- REQUIRED WORK -
Print the data that follows exactly.

(Excerpts from a dataset)
/---

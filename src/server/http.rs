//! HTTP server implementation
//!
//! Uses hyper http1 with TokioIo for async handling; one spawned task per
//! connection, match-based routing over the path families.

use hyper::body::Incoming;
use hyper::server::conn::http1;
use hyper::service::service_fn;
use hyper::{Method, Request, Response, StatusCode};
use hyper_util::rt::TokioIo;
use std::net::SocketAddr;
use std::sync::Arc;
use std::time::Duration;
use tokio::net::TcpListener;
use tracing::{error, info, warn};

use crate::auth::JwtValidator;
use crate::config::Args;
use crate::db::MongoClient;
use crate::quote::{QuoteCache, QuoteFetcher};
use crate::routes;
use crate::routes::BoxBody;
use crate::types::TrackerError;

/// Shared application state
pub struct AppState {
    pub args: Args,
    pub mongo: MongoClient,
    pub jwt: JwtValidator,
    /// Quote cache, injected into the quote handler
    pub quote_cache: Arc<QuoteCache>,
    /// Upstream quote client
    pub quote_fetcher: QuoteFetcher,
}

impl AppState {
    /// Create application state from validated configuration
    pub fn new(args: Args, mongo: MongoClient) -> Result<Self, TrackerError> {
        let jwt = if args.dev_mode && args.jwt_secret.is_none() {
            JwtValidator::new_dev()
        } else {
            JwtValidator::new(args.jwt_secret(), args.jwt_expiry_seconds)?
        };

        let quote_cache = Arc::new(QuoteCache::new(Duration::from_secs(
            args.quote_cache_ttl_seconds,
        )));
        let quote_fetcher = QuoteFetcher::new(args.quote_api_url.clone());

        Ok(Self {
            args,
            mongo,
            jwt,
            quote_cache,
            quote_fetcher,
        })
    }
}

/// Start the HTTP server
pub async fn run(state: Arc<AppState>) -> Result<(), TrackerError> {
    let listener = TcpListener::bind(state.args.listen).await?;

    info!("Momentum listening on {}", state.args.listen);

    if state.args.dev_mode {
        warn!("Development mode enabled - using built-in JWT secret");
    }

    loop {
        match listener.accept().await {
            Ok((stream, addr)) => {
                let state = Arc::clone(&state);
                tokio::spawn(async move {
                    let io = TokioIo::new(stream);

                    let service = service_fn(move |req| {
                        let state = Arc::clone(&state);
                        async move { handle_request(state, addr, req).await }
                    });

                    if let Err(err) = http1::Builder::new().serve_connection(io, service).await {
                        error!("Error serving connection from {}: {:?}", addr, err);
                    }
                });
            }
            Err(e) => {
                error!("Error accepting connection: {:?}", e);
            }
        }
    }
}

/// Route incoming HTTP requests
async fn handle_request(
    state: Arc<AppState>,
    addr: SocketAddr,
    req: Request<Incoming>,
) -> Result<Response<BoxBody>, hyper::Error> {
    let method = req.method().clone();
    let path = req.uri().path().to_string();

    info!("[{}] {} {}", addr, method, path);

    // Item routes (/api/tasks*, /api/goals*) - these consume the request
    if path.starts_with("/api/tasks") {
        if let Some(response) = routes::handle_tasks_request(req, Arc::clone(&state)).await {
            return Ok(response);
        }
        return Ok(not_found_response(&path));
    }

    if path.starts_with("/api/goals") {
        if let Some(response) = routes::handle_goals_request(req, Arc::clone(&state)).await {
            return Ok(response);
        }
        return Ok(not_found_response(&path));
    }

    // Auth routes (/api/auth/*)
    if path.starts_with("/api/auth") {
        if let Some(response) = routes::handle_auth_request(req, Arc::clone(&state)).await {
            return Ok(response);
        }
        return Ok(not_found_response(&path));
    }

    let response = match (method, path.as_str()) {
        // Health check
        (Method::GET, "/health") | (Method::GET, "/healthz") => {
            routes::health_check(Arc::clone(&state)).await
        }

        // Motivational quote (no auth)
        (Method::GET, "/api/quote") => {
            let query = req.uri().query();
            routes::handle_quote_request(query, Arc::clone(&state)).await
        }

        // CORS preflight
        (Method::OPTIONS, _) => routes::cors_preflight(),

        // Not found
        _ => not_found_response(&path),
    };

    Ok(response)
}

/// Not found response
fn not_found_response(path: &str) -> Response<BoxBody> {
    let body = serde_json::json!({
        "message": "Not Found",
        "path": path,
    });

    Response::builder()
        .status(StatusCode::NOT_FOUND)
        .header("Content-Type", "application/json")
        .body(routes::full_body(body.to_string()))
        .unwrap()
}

\---

- TASK ANSWER -
filename src/server/http.rs
//! HTTP server implementation
//!
//! Uses hyper http1 with TokioIo for async handling; one spawned task per
//! connection, match-based routing over the path families.

use hyper::body::Incoming;
use hyper::server::conn::http1;
use hyper::service::service_fn;
use hyper::{Method, Request, Response, StatusCode};
use hyper_util::rt::TokioIo;
use std::net::SocketAddr;
use std::sync::Arc;
use std::time::Duration;
use tokio::net::TcpListener;
use tracing::{error, info, warn};

use crate::auth::JwtValidator;
use crate::config::Args;
use crate::db::MongoClient;
use crate::quote::{QuoteCache, QuoteFetcher};
use crate::routes;
use crate::routes::BoxBody;
use crate::types::TrackerError;

/// Shared application state
pub struct AppState {
    pub args: Args,
    pub mongo: MongoClient,
    pub jwt: JwtValidator,
    /// Quote cache, injected into the quote handler
    pub quote_cache: Arc<QuoteCache>,
    /// Upstream quote client
    pub quote_fetcher: QuoteFetcher,
}

impl AppState {
    /// Create application state from validated configuration
    pub fn new(args: Args, mongo: MongoClient) -> Result<Self, TrackerError> {
        let jwt = if args.dev_mode && args.jwt_secret.is_none() {
            JwtValidator::new_dev()
        } else {
            JwtValidator::new(args.jwt_secret(), args.jwt_expiry_seconds)?
        };

        let quote_cache = Arc::new(QuoteCache::new(Duration::from_secs(
            args.quote_cache_ttl_seconds,
        )));
        let quote_fetcher = QuoteFetcher::new(args.quote_api_url.clone());

        Ok(Self {
            args,
            mongo,
            jwt,
            quote_cache,
            quote_fetcher,
        })
    }
}

/// Start the HTTP server
pub async fn run(state: Arc<AppState>) -> Result<(), TrackerError> {
    let listener = TcpListener::bind(state.args.listen).await?;

    info!("Momentum listening on {}", state.args.listen);

    if state.args.dev_mode {
        warn!("Development mode enabled - using built-in JWT secret");
    }

    loop {
        match listener.accept().await {
            Ok((stream, addr)) => {
                let state = Arc::clone(&state);
                tokio::spawn(async move {
                    let io = TokioIo::new(stream);

                    let service = service_fn(move |req| {
                        let state = Arc::clone(&state);
                        async move { handle_request(state, addr, req).await }
                    });

                    if let Err(err) = http1::Builder::new().serve_connection(io, service).await {
                        error!("Error serving connection from {}: {:?}", addr, err);
                    }
                });
            }
            Err(e) => {
                error!("Error accepting connection: {:?}", e);
            }
        }
    }
}

/// Route incoming HTTP requests
async fn handle_request(
    state: Arc<AppState>,
    addr: SocketAddr,
    req: Request<Incoming>,
) -> Result<Response<BoxBody>, hyper::Error> {
    let method = req.method().clone();
    let path = req.uri().path().to_string();

    info!("[{}] {} {}", addr, method, path);

    // Item routes (/api/tasks*, /api/goals*) - these consume the request
    if path.starts_with("/api/tasks") {
        if let Some(response) = routes::handle_tasks_request(req, Arc::clone(&state)).await {
            return Ok(response);
        }
        return Ok(not_found_response(&path));
    }

    if path.starts_with("/api/goals") {
        if let Some(response) = routes::handle_goals_request(req, Arc::clone(&state)).await {
            return Ok(response);
        }
        return Ok(not_found_response(&path));
    }

    // Auth routes (/api/auth/*)
    if path.starts_with("/api/auth") {
        if let Some(response) = routes::handle_auth_request(req, Arc::clone(&state)).await {
            return Ok(response);
        }
        return Ok(not_found_response(&path));
    }

    let response = match (method, path.as_str()) {
        // Health check
        (Method::GET, "/health") | (Method::GET, "/healthz") => {
            routes::health_check(Arc::clone(&state)).await
        }

        // Motivational quote (no auth)
        (Method::GET, "/api/quote") => {
            let query = req.uri().query();
            routes::handle_quote_request(query, Arc::clone(&state)).await
        }

        // CORS preflight
        (Method::OPTIONS, _) => routes::cors_preflight(),

        // Not found
        _ => not_found_response(&path),
    };

    Ok(response)
}

/// Not found response
fn not_found_response(path: &str) -> Response<BoxBody> {
    let body = serde_json::json!({
        "message": "Not Found",
        "path": path,
    });

    Response::builder()
        .status(StatusCode::NOT_FOUND)
        .header("Content-Type", "application/json")
        .body(routes::full_body(body.to_string()))
        .unwrap()
}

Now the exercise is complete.